Moreover, the finding that children with ECC and S-ECC are significantly more likely to have visited a dentist in the previous year suggests that dentists are contacted only after ECC has occurred; therefore, it seems that dentists do not play an effective role in the prevention practices.

Unexpectedly, we did not find an association between ECC or S-ECC and bottle feeding, whereas it is well-known that particularly severe disease has long been called “nursing caries” or “bottle caries”. However, we may hypothesize that it is not bottle feeding per se that represents an associated factor for ECC and S-ECC, but, more consistently, the consumption, through nursing bottles, of sweetened liquids, and indeed, our study clearly showed the importance of sweetened bottle or pacifier, particularly at night, as possible associated factors for ECC and S-ECC.

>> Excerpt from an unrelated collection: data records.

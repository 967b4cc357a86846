//! Controller layer: view events, reducer-like state transitions, and command orchestration.

pub mod events;
pub mod orchestration;
pub mod reducer;
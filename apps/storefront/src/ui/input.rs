use shared::domain::ProductId;

use client_core::DEFAULT_ADD_QUANTITY;

#[derive(Debug, Clone, PartialEq, Eq)]
pub enum Intent {
    Add { product_id: ProductId, quantity: u32 },
    Increment(ProductId),
    Decrement(ProductId),
    /// Sets the quantity to zero.
    Remove(ProductId),
    /// Deletes the line through the dedicated endpoint.
    Drop(ProductId),
    Clear,
    Refresh,
    Health,
    Help,
    Quit,
}

pub const HELP: &str = "Commands: add <id> [qty] | inc <id> | dec <id> | rm <id> | drop <id> | clear | refresh | health | help | quit";

/// Parses one input line. Blank lines yield `Ok(None)`.
pub fn parse_intent(line: &str) -> Result<Option<Intent>, String> {
    let mut words = line.split_whitespace();
    let Some(verb) = words.next() else {
        return Ok(None);
    };
    let args: Vec<&str> = words.collect();

    let intent = match verb.to_ascii_lowercase().as_str() {
        "add" | "a" => {
            let product_id = product_arg(verb, &args)?;
            let quantity = match args.get(1) {
                Some(raw) => raw
                    .parse::<u32>()
                    .ok()
                    .filter(|quantity| *quantity > 0)
                    .ok_or_else(|| format!("Invalid quantity '{raw}'"))?,
                None => DEFAULT_ADD_QUANTITY,
            };
            Intent::Add {
                product_id,
                quantity,
            }
        }
        "inc" | "+" => Intent::Increment(product_arg(verb, &args)?),
        "dec" | "-" => Intent::Decrement(product_arg(verb, &args)?),
        "rm" | "x" => Intent::Remove(product_arg(verb, &args)?),
        "drop" => Intent::Drop(product_arg(verb, &args)?),
        "clear" => Intent::Clear,
        "refresh" | "r" => Intent::Refresh,
        "health" => Intent::Health,
        "help" | "?" => Intent::Help,
        "quit" | "q" | "exit" => Intent::Quit,
        other => return Err(format!("Unknown command '{other}'. Type 'help' for commands.")),
    };
    Ok(Some(intent))
}

fn product_arg(verb: &str, args: &[&str]) -> Result<ProductId, String> {
    args.first()
        .map(|raw| ProductId::new(*raw))
        .ok_or_else(|| format!("'{verb}' needs a product id"))
}

#[cfg(test)]
#[path = "../tests/input_tests.rs"]
mod tests;
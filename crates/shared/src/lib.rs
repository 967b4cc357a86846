pub mod domain;
pub mod error;
pub mod protocol;

#[cfg(test)]
#[path = "tests/domain_tests.rs"]
mod domain_tests;
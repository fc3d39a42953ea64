//! Clones domain: clone lifecycle and teleport events.

use bevy::ecs::message::Message;
use bevy::prelude::*;

use crate::clones::CloneHandle;

#[derive(Debug, Clone)]
pub struct CloneCreated {
    pub owner: Entity,
    pub handle: CloneHandle,
    pub position: Vec2,
}

impl Message for CloneCreated {}

#[derive(Debug, Clone)]
pub struct CloneExpired {
    pub owner: Entity,
    pub handle: CloneHandle,
}

impl Message for CloneExpired {}

#[derive(Debug, Clone)]
pub struct Teleported {
    pub entity: Entity,
    pub from: Vec2,
    pub to: Vec2,
}

impl Message for Teleported {}
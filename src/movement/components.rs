//! Movement domain: components and physics layers for locomotion.

use avian2d::prelude::*;
use bevy::prelude::*;
use serde::Serialize;

/// Physics layers for collision filtering
#[derive(PhysicsLayer, Clone, Copy, Debug, Default)]
pub enum GameLayer {
    #[default]
    Default,
    /// Ground surfaces (floors, platforms)
    Ground,
    /// Wall surfaces
    Wall,
    /// Player character
    Player,
    /// Enemy characters and training dummies
    Enemy,
    /// Crystal clones the player can stand on
    Clone,
}

#[derive(Component, Debug)]
pub struct Player;

#[derive(Debug, Clone, Copy, PartialEq, Eq, Default, Serialize)]
pub enum Facing {
    #[default]
    Right,
    Left,
}

impl Facing {
    pub fn sign(self) -> f32 {
        match self {
            Facing::Right => 1.0,
            Facing::Left => -1.0,
        }
    }
}

/// Locomotion state owned by the movement chain.
///
/// Velocity itself lives in avian's `LinearVelocity`; everything here is the
/// decision state layered on top of it. Other domains read it through
/// [`MovementState::snapshot`].
#[derive(Component, Debug, Clone)]
pub struct MovementState {
    pub grounded: bool,
    pub jumping: bool,
    pub wall_sliding: bool,
    pub dashing: bool,
    pub can_double_jump: bool,
    /// -1 wall on the left, 1 wall on the right, 0 none.
    pub wall_direction: i8,
    pub facing: Facing,
    pub gravity_scale: f32,
    /// Set on every jump, cleared when the early-release cut is applied.
    pub(crate) jump_cut_armed: bool,
    pub(crate) dash_direction: f32,
    pub(crate) pre_dash_velocity_y: f32,
    pub(crate) last_axis: Vec2,

    pub coyote_timer: f32,
    pub jump_buffer_timer: f32,
    pub dash_timer: f32,
    pub dash_cooldown_timer: f32,
    pub wall_jump_lock_timer: f32,
    pub dash_recovery_timer: f32,
    pub knockback_timer: f32,
}

impl Default for MovementState {
    fn default() -> Self {
        Self {
            grounded: false,
            jumping: false,
            wall_sliding: false,
            dashing: false,
            can_double_jump: true,
            wall_direction: 0,
            facing: Facing::Right,
            gravity_scale: 1.0,
            jump_cut_armed: false,
            dash_direction: 1.0,
            pre_dash_velocity_y: 0.0,
            last_axis: Vec2::ZERO,
            coyote_timer: 0.0,
            jump_buffer_timer: 0.0,
            dash_timer: 0.0,
            dash_cooldown_timer: 0.0,
            wall_jump_lock_timer: 0.0,
            dash_recovery_timer: 0.0,
            knockback_timer: 0.0,
        }
    }
}

/// Read-only projection of an actor's locomotion, handed to combat and
/// animation collaborators.
#[derive(Debug, Clone, Copy, Default, Serialize)]
pub struct MovementSnapshot {
    pub grounded: bool,
    pub jumping: bool,
    pub falling: bool,
    pub wall_sliding: bool,
    pub dashing: bool,
    pub can_double_jump: bool,
    pub knocked_back: bool,
    pub wall_direction: i8,
    pub facing: Facing,
    pub velocity: [f32; 2],
    pub input: [f32; 2],
}

/// Marker for ground colliders
#[derive(Component, Debug)]
pub struct Ground;

/// Marker for wall colliders
#[derive(Component, Debug)]
pub struct Wall;

/// Count a timer down toward zero without ever going negative.
pub fn tick_down(timer: &mut f32, dt: f32) {
    *timer = (*timer - dt).max(0.0);
}
//! Combat domain: combat systems for input, attacks, damage, and death.

use avian2d::prelude::*;
use bevy::ecs::message::{MessageReader, MessageWriter};
use bevy::prelude::*;

use crate::combat::damage::{
    ActorTarget, AvianHurtboxes, Damageable, HurtboxTargets, hurtbox_position, sweep_attack,
};
use crate::combat::{AttackRules, AttackTuning, CombatInput, CombatState, DamageEvent, DeathEvent};
use crate::movement::{MovementState, Player, keyboard_axis};
use crate::stats::{DamageOutcome, Defeated, Health};

pub(crate) fn read_combat_input(
    keyboard: Res<ButtonInput<KeyCode>>,
    mut input: ResMut<CombatInput>,
) {
    input.attack_pressed =
        keyboard.just_pressed(KeyCode::KeyZ) || keyboard.just_pressed(KeyCode::KeyU);
    input.axis = keyboard_axis(&keyboard);
}

pub(crate) fn tick_combat_state(time: Res<Time>, mut query: Query<&mut CombatState>) {
    let dt = time.delta_secs();
    for mut combat in &mut query {
        combat.tick(dt);
    }
}

pub(crate) fn process_player_attacks(
    mut input: ResMut<CombatInput>,
    tuning: Res<AttackTuning>,
    spatial_query: SpatialQuery,
    targets: HurtboxTargets,
    mut player_query: Query<
        (
            Entity,
            &Transform,
            &MovementState,
            &LinearVelocity,
            &mut CombatState,
            &AttackRules,
        ),
        (With<Player>, Without<Defeated>),
    >,
    mut damage_events: MessageWriter<DamageEvent>,
) {
    let requested = std::mem::take(&mut input.attack_pressed);
    if !requested {
        return;
    }

    let hurtboxes = AvianHurtboxes {
        spatial_query: &spatial_query,
        position_of: |entity| hurtbox_position(&targets, entity),
    };

    for (entity, transform, movement, velocity, mut combat, rules) in &mut player_query {
        let snapshot = movement.snapshot(velocity.0);
        let Some(attack) =
            combat.try_attack(input.axis, requested, &snapshot, rules, &tuning)
        else {
            continue;
        };

        let origin = transform.translation.truncate();
        let hits = sweep_attack(&attack, entity, origin, snapshot.facing, &hurtboxes, &tuning);
        info!("Attack {:?}: {} hit(s)", attack.kind, hits.len());

        for hit in hits {
            damage_events.write(hit);
        }
    }
}

pub(crate) fn apply_damage(
    mut commands: Commands,
    mut damage_events: MessageReader<DamageEvent>,
    mut death_events: MessageWriter<DeathEvent>,
    mut query: Query<
        (
            &mut Health,
            Option<&mut MovementState>,
            Option<&mut LinearVelocity>,
        ),
        Without<Defeated>,
    >,
) {
    for hit in damage_events.read() {
        let Ok((mut health, mut state, mut velocity)) = query.get_mut(hit.target) else {
            continue;
        };

        let motion = match (state.as_mut(), velocity.as_mut()) {
            (Some(state), Some(velocity)) => Some((&mut **state, &mut velocity.0)),
            _ => None,
        };
        let mut target = ActorTarget {
            health: &mut health,
            motion,
        };

        let outcome = target.take_hit(hit);
        match outcome {
            DamageOutcome::Ignored => {
                debug!("Hit on {:?} ignored", hit.target);
            }
            DamageOutcome::Damaged { remaining } => {
                debug!(
                    "{:?} took {:.1} damage, {:.1} left ({:.0}%)",
                    hit.target,
                    hit.amount,
                    remaining,
                    health.pool.percent() * 100.0
                );
            }
            DamageOutcome::Killed => {
                commands.entity(hit.target).insert(Defeated);
                death_events.write(DeathEvent { entity: hit.target });
            }
        }
    }
}

/// Defeated dummies and enemies are removed; a defeated player stays in the
/// world with its controller switched off.
pub(crate) fn handle_death(
    mut commands: Commands,
    mut death_events: MessageReader<DeathEvent>,
    mut players: Query<&mut LinearVelocity, With<Player>>,
) {
    for death in death_events.read() {
        if let Ok(mut velocity) = players.get_mut(death.entity) {
            velocity.0 = Vec2::ZERO;
            info!("Player defeated");
        } else {
            info!("Entity {:?} defeated", death.entity);
            commands.entity(death.entity).despawn();
        }
    }
}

It is well-known that oral hygiene practices are among the most effective measures in the prevention of dental caries, and we found that only toothbrushing adult supervision was associated with a significantly lower risk of S-ECC. This is not surprising, since in young children oral hygiene is almost completely a parents’ responsibility, whereas simple assessment of frequency of tooth brushing may not be a valid indicator of oral hygiene.

Limitations

We used a self-administered questionnaire to register all potential associated factors. This could have determined a shift to more socially desirable answers, even though this does not appear to be the case in our study, since even self-reporting demonstrated a wide-spread diffusion of associated factors in our population. Moreover, the cross-sectional nature of the study does not allow any cause-effect relationship, since data on “associated factors” and “outcomes” are assessed at the same time. Nonetheless, this study represents a useful way to determine the prevalence of ECC and S-ECC and, eventually, to identify differences among subgroups disaggregated by social demographics, infant feeding practices, oral hygiene habits, and access to dental services, in order to target preventive interventions on those subjects that manifest poorer oral health. As with any survey based on a self-administered questionnaire, information resulting from the memory of parents may not be entirely accurate, primarily because of the long time frame used in the study that may have introduced recall bias. On the other hand, longer time frames are useful for formulating broad prevalence estimates in a context in which no data are available. Finally, problems regarding representativeness and generalizability should be taken into account, and we believe that the sampling methods and the high response rate allows us to be confident on the representativeness of the chosen sample and that our results may be generalized to children living in the Southern part of Italy.

Conclusions

In conclusion, results of our study demonstrate that even in western countries ECC and S-ECC still represent a significant burden in preschool children, particularly in those disadvantaged, and that most of the known modifiable associated factors regarding feeding practices and oral hygiene are still very spread in the population. Paediatricians and dentists should play a more effective role in the prevention of ECC.

Declarations

Authors’ Affiliations

(1)
Department of Health Sciences, Medical School, University of Catanzaro “Magna Græcia”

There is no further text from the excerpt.